By S.Vishnhu Saaye and Usha Rani Das

In memory of R.K.Laxman and Rajender Puri. Photo: Usha Rani Das

In memory of R.K.Laxman and Rajender Puri. Photo: Usha Rani Das

Chennai: R.K.Laxman was hailed as an unambigious genius, by various editors and cartoonists at the inauguration of a symposium on cartooning held at the Asian College of Journalism (ACJ) on Monday.

Sadanand Menon, adjunct faculty at the ACJ and organizer of the symposium said, “The idea to hold this symposium emerged when R.K.Laxman passed away. To pay homage to Laxman, we were planning to invite Rajinder Puri to talk, but his death 21 days after Laxman’s was a critical blow and put forth the question of the end of the era of political cartooning in India.”

The event titled ‘Is the Era of the Political Cartooning over?’ started off with Shashi Kumar, Chairman of ACJ welcoming the distinguished audience and calling it a ‘very eventful day’ to commemorate Laxman and Puri. “Cartooning represents the vibrancy of democracy,” he said.

Talking about the need for a free press and a need for everybody guaranteed rights under the constitution to exercise them, Shashi Kumar said, “If I’m an atheist, how do I profess and propagate my ideology and beliefs without ridiculing all existing religions?”

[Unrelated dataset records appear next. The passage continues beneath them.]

//! The mode argument to [crate::linker::Linker::open].

use crate::{DlError, DlErrorKind};

bitflags::bitflags! {
    /// Flags controlling how a module is opened. Bit values follow `<dlfcn.h>`.
    #[derive(Clone, Copy, Debug, PartialEq, Eq, Hash)]
    pub struct OpenMode : u32 {
        /// Resolve lazily. Accepted, but all binding is done eagerly.
        const LAZY = 0x1;
        /// Resolve all references before returning.
        const NOW = 0x2;
        /// Fail unless the module is already loaded.
        const NOLOAD = 0x4;
        /// Make the module and its dependencies part of the global scope.
        const GLOBAL = 0x100;
        /// Never unload. Accepted; nothing is unloaded anyway.
        const NODELETE = 0x1000;
    }
}

impl OpenMode {
    /// Keep the module out of the global scope. This is the absence of [OpenMode::GLOBAL].
    pub const LOCAL: OpenMode = OpenMode::empty();

    /// Validate a raw mode value. Exactly one of LAZY and NOW must be set, and no unknown bits.
    pub fn from_raw(mode: i32) -> Result<Self, DlError> {
        let invalid = || DlError::from(DlErrorKind::InvalidMode { mode });
        let flags = OpenMode::from_bits(mode as u32).ok_or_else(invalid)?;
        let binding = flags & (OpenMode::LAZY | OpenMode::NOW);
        if binding != OpenMode::LAZY && binding != OpenMode::NOW {
            return Err(invalid());
        }
        Ok(flags)
    }

    pub fn is_global(&self) -> bool {
        self.contains(OpenMode::GLOBAL)
    }

    pub fn is_noload(&self) -> bool {
        self.contains(OpenMode::NOLOAD)
    }
}

impl TryFrom<i32> for OpenMode {
    type Error = DlError;

    fn try_from(value: i32) -> Result<Self, Self::Error> {
        Self::from_raw(value)
    }
}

Sadanand Menon, citing the example of M.F.Hussain, said, “You can’t be a citizen without expressing yourself. There is a need for the freedom of thought.”

N. Ram at the event. Photo: Usha Rani Das

N. Ram giving an editor’s perspective on political cartooning. Photo: Usha Rani Das

N.Ram, former editor-in-chief of The Hindu and a trustee of the Media Development Foundation, said, “Cartoonists not only need space but need extensive liberal space. As an editor, I always left the cartoonists alone, unlike some other celebrity editors.”

Speaking about the role of cartoonists in the editorial section of a newspaper, Ram said that there can only be broad guidelines to the working of an editorial artist or a cartoonist. “It is sad that there are various taboos in our society, other than religion. For example, you can’t draw the Prophet whatever you wish to portray. Similarly in Maharashtra, Chatrapathi Sivaji can’t be used for cartooning and Subash Chandra Bose is another holy cow. I hope this changes,” he said.

The program was organized with the help of a student body that consisted six students from the Asian College of Journalism – Nihal Thondepu, Aditya Iyer, Arka Bhattacharya, Manas Mitul, Pardh Aurora Praveen Suvedan.

The students organized an exhibition of cartoons and also made a presentation in an attempt to capture the history of political cartooning in India. Works of cartoonists such as Rajendra Puri, R.K.Laxman, O.V.Vijayan, Mathew Abu Abraham, Kutty, Mario Miranda, Tailung, E.P.Unny, Ajit Ninan, Keshav, Surendra, Gokul Gopalakrishnan, Madan, Manjul and Sandeep were reviewed.